> What you should do
Across the listing below, how many lines contain the string "warn"? Only the number is needed.

*** Opening The data ***

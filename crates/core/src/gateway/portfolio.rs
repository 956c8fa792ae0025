use crate::config::Settings;
use crate::domain::news::PortfolioSnapshot;
use anyhow::Context;
use std::fmt;
use std::time::Duration;

const DEFAULT_TIMEOUT_SECS: u64 = 60;

/// Portfolio fetches are the one gathering step that is allowed to fail the
/// whole request, so the error carries enough to pick the right HTTP status.
#[derive(Debug)]
pub enum PortfolioError {
    Timeout,
    Unavailable,
    Upstream { status: u16, body: String },
}

impl fmt::Display for PortfolioError {
    fn fmt(&self, f: &mut fmt::Formatter<'_>) -> fmt::Result {
        match self {
            PortfolioError::Timeout => write!(f, "Portfolio service timeout"),
            PortfolioError::Unavailable => write!(f, "Portfolio service unavailable"),
            PortfolioError::Upstream { status, body } => {
                write!(f, "Portfolio fetch failed (status={status}): {body}")
            }
        }
    }
}

impl std::error::Error for PortfolioError {}

#[async_trait::async_trait]
pub trait PortfolioSource: Send + Sync {
    /// Fetch all accounts for `user_id`, forwarding the caller's original
    /// `Authorization` header to the tracker service.
    async fn fetch_portfolio(
        &self,
        user_id: &str,
        authorization: &str,
    ) -> Result<PortfolioSnapshot, PortfolioError>;
}

#[derive(Debug, Clone)]
pub struct HttpPortfolioSource {
    http: reqwest::Client,
    base_url: String,
}

impl HttpPortfolioSource {
    pub fn from_settings(settings: &Settings) -> anyhow::Result<Self> {
        let base_url = settings.require_tracker_service_url()?.to_string();

        let timeout_secs = std::env::var("TRACKER_TIMEOUT_SECS")
            .ok()
            .and_then(|s| s.parse::<u64>().ok())
            .unwrap_or(DEFAULT_TIMEOUT_SECS);

        let http = reqwest::Client::builder()
            .timeout(Duration::from_secs(timeout_secs))
            .build()
            .context("failed to build tracker http client")?;

        Ok(Self { http, base_url })
    }
}

#[async_trait::async_trait]
impl PortfolioSource for HttpPortfolioSource {
    async fn fetch_portfolio(
        &self,
        user_id: &str,
        authorization: &str,
    ) -> Result<PortfolioSnapshot, PortfolioError> {
        let url = format!("{}/api/portfolio/all", self.base_url.trim_end_matches('/'));

        let res = self
            .http
            .get(url)
            .header(reqwest::header::AUTHORIZATION, authorization)
            .query(&[("userId", user_id)])
            .send()
            .await;

        let res = match res {
            Ok(res) => res,
            Err(err) if err.is_timeout() => {
                tracing::warn!(user_id, error = %err, "portfolio fetch timed out");
                return Err(PortfolioError::Timeout);
            }
            Err(err) => {
                tracing::warn!(user_id, error = %err, "portfolio service unreachable");
                return Err(PortfolioError::Unavailable);
            }
        };

        let status = res.status();
        let text = match res.text().await {
            Ok(text) => text,
            Err(err) => {
                tracing::warn!(user_id, error = %err, "failed to read portfolio response");
                return Err(PortfolioError::Unavailable);
            }
        };

        if !status.is_success() {
            return Err(PortfolioError::Upstream {
                status: status.as_u16(),
                body: text,
            });
        }

        serde_json::from_str(&text).map_err(|err| {
            tracing::warn!(user_id, error = %err, "portfolio response is not valid JSON");
            PortfolioError::Unavailable
        })
    }
}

*** Closing The data ***

> Output for this exercise
4